В XIV веке появились первые записанные упоминания о Робине Гуде – северном изгое, жившем вместе со своими веселыми собратьями в лесу и грабившем богатых, но щадившем бедных. Хотя большинство баллад дошло до нас в более поздних вариантах, все они произошли от легенд, изначально передаваемых в форме сказания или песни. Возможно, что они брали начало со времен войн де Монфора или даже героической эпохи правления Ричарда I и Иоанна. Но короля, фигурирующего в балладах, готового по справедливости рассудить изгоев, если явной становится их правота, обычно зовут Эдуард. Он предстает величественным сувереном, готовым поддержать свою честь в честном бою или в битве на кулачках с самим Робином Гудом. Три Эдуарда, правившие с 1272 по 1377 год, отличались превосходными физическими данными, двое из них были знаменитыми воинами, а третий, хотя и презираемый собственным классом, любил грубые наслаждения своих подданных-простолюдинов и был с ними на дружеской ноге. Поэтому не стало случайностью то, что после убийства Эдуард II стал популярным героем и даже святым для простых людей долины Северна.

Некоторые черты повторяются во всех рассказах о Робине Гуде. Всегда в них присутствует герой, отрекшийся от правосудия, неустрашимый защитник бедных и обиженных, отстаивающий свои и их права благодаря великолепному владению луком, оружием, которое впервые вошло в употребление в Англии в конце XIII века, главным образом среди йоменов Чеширского и Мидландского лесов, перенявших это мастерство у валлийских горцев во время войн Эдуарда I. Локальные географические названия в честь Робина Гуда находятся почти в каждом северном графстве, но чаще всего встречаются в Ноттингемском Шервуде и в Барнедейле в Пеннинах.

 

В некоторых из этих легенд вождем изгоев является реально существовавший персонаж, как, например, Хереуорд Бодрый, Фульк Фитцуорин, барон, который бросил вызов королю Иоанну, или Адам Гудронский, сражавшийся против будущего Эдуарда I в Гемпширских лесах после падения де Монфора. А в одной даже фигурирует шотландский герой Уильям Уоллес. Однако большинство остальных носят имена, которые нельзя идентифицировать с какими-нибудь историческими лицами, например, Адам Белл из Клуя, Уильям Клодисдейл и сам Робин Гуд – имя, которое могло прийти из языческого фольклора и происходить от Годекина, саксонского духа деревьев, или от эльфа Робина Гудфеллоу (Хорошего парня). Несмотря на власть христианской церкви, мифы языческого прошлого до сих пор были необычайно популярны среди сельского люда.

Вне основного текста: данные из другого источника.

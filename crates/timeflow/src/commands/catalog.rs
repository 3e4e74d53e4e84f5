//! Catalog command implementation

use std::{fmt::Write as _, str::FromStr};

use itertools::Itertools;
use serde::Serialize;
use timeflow_core::{AchievementCategory, AchievementDefinition, Error as CoreError, CATALOG};

use super::Report;
use crate::Result;

#[derive(Debug, Serialize)]
pub struct CatalogReport {
    pub achievements: Vec<&'static AchievementDefinition>,
}

impl Report for CatalogReport {
    fn to_text(&self) -> String {
        let mut out = String::new();
        for (category, group) in &self.achievements.iter().chunk_by(|d| d.category) {
            let _ = writeln!(out, "[{category}]");
            for def in group {
                let _ = writeln!(
                    out,
                    "  {} {:<16} {:<9} {}",
                    def.icon, def.title, def.tier, def.description
                );
            }
        }
        out.trim_end().to_string()
    }
}

/// Run the catalog command
///
/// # Errors
///
/// Returns an error if `category` is not a known category name.
pub fn run(category: Option<&str>) -> Result<CatalogReport> {
    let filter = category
        .map(|name| {
            AchievementCategory::from_str(name)
                .map_err(|_| CoreError::invalid(format!("unknown achievement category '{name}'")))
        })
        .transpose()?;

    Ok(CatalogReport {
        achievements: CATALOG
            .iter()
            .filter(|def| filter.map_or(true, |c| def.category == c))
            .collect(),
    })
}
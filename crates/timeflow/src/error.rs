use std::path::PathBuf;

use thiserror::Error;

#[derive(Debug, Error)]
pub enum Error {
    #[error("Scoring error: {0}")]
    Scoring(#[from] timeflow_core::Error),

    #[error("Failed to read {path}: {source}")]
    Read {
        path: PathBuf,
        source: std::io::Error,
    },

    #[error("Failed to write {path}: {source}")]
    Write {
        path: PathBuf,
        source: std::io::Error,
    },

    #[error("Refusing to overwrite existing snapshot: {0}")]
    AlreadyExists(PathBuf),

    #[error("Serialization error: {0}")]
    Serialization(#[from] serde_json::Error),
}

pub type Result<T> = std::result::Result<T, Error>;
//! Logging setup for the CLI.

use anyhow::Result;

/// Initialize the tracing subscriber.
///
/// Filter comes from `RUST_LOG`, defaulting to `warn`. Logs go to stderr so
/// stdout stays clean for `--json` output.
///
/// # Errors
/// Returns an error if a global subscriber is already installed.
pub fn init_tracing() -> Result<()> {
    let filter = tracing_subscriber::EnvFilter::try_from_default_env()
        .unwrap_or_else(|_| tracing_subscriber::EnvFilter::new("warn"));

    tracing_subscriber::fmt()
        .with_env_filter(filter)
        .with_writer(std::io::stderr)
        .try_init()
        .map_err(|e| anyhow::anyhow!("Failed to initialize tracing subscriber: {e}"))
}
//! timeflow-core - Gamification scoring for TimeFlow
//!
//! This crate turns user activity into experience points, levels and
//! unlocked achievements. Everything here is a pure function over owned
//! snapshots; persistence and presentation belong to the caller.
//!
//! - [`level`]: cumulative XP to level and in-level progress
//! - [`award`]: XP award table keyed by [`XpSource`]
//! - [`events`]: typed activity events validated at the boundary
//! - [`stats`]: the [`UserStats`] fold over activity events
//! - [`achievements`]: static catalog and the unlock evaluator
//! - [`gamification`]: the per-user [`UserGamification`] aggregate
//! - [`config`]: tunable [`ScoringConfig`] loaded from TOML
//!
//! # Example
//!
//! ```rust
//! # fn main() -> Result<(), Box<dyn std::error::Error>> {
//! use chrono::Utc;
//! use timeflow_core::{ActivityEvent, ScoringConfig, UserGamification, UserId};
//!
//! let now = Utc::now();
//! let profile = UserGamification::new(UserId::parse("user-1")?, now);
//! let event = ActivityEvent::parse_json(
//!     r#"{"kind":"task_completed","task_id":"t-1","priority":"high","completed_at":"2026-10-19T07:30:00+02:00"}"#,
//! )?;
//!
//! let applied = profile.apply(&event, &ScoringConfig::default(), now)?;
//! assert_eq!(applied.snapshot.stats.total_tasks_completed, 1);
//! assert_eq!(applied.newly_unlocked.len(), 1);
//! # Ok(())
//! # }
//! ```

#![deny(clippy::unwrap_used)]
#![deny(clippy::expect_used)]
#![deny(clippy::panic)]
#![warn(clippy::pedantic)]
#![forbid(unsafe_code)]

pub mod achievements;
pub mod award;
pub mod config;
pub mod error;
pub mod events;
pub mod gamification;
pub mod level;
pub mod stats;

pub use achievements::{
    Achievement, AchievementCategory, AchievementDefinition, AchievementTier, Evaluation,
    StatMetric, CATALOG,
};
pub use award::{AwardContext, AwardTable, TaskPriority, XpReward, XpSource};
pub use config::ScoringConfig;
pub use error::{Error, Result};
pub use events::ActivityEvent;
pub use gamification::{Applied, UserGamification, UserId};
pub use level::{LevelCurve, LevelInfo};
pub use stats::UserStats;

Таким был культ «человека в зеленом», во многом традиционный танец, исполняемый весной в костюмах героев из баллад о Робине Гуде и в гирляндах церковных башен, и чье изображение можно было увидеть под сводами крытых галерей в Нориджском аббатстве и на капители в поперечном нефе церкви Лалнтилио Кроссени в Монмутшире

[274]

.

 

Любители древностей также пытались провести параллели с людьми с таким же именем, которые мелькали в разное время в судебных свитках и других отчетах, как, например, Робин Гуд, который был держателем Уэйкфилда во времена победоносной кампании Эдуарда II против Томаса Ланкастера, и чье имя вскоре вновь появилось в списках королевских служащих в качестве камердинера. Но так как в монастырской книге записей встречается упоминание о древнем камне Робина Гуда в южном Йоркшире, относящееся почти к тому же самому времени, этот человек не может быть героем легенд. Возможно, наиболее близок к реальному Робину Гуду в письменной истории некий Роджер Годберд, неприметный последователь де Монфора, который, будучи вне закона, долгое время после того как все остальные сдались, скрывался в Шервудском лесу и в течение нескольких лет в последние годы правления Генриха III доставлял немало беспокойства шерифу Ноттингема и богатым путешественникам. В одном случае, после того как управляющий Шервуда поймал в лесу двух мужчин с луками и стрелами, они были освобождены группой из двадцати разбойников, вооруженных мечами и луками.

 

Ясно то, что в каждой версии этой саги о простой и попранной мечте человека

[275]

, герой, бросавший вызов закону из своей лесной крепости, становится вождем и защитником всех тех, кто несправедливо пострадал. «Смотрите, – говорит Робин своим; последователям, -

 

 

 

«Не причиняй вреда мужу

Который возделывает плугом землю;

Иначе не бывать тебе хорошим йоменом,

Что соблюдает границы владений».

 

 

В то же время, как рыцари короля Артура в современных рыцарских легендах, он отличается почти что преувеличенной учтивостью и благородством по отношению к слабым и нуждающимся, против чьих притеснителей он объявляет безжалостную и жестокую войну:

 

 

«Этих епископов и архиепископов,

Ты будешь избивать и связывать,

Так Верховному шерифу Ноттингема

Ты мысленно предрекал».

 

 

Своим умом, мужеством и мастерством в стрельбе он борется против «правящих кругов» – несправедливых судей и жадных прелатов, а также всех, кто узурпировал чужие права и собственность, и в конце, после долгой героической борьбы, в которой не дано и не попрошено пощады, давая волю гневу, наказывая своих притеснителей, он восстанавливает в правах каждого человека, включая самого себя, и получает прощение и благосклонность короля, чьи чиновники оказались лживыми ворами.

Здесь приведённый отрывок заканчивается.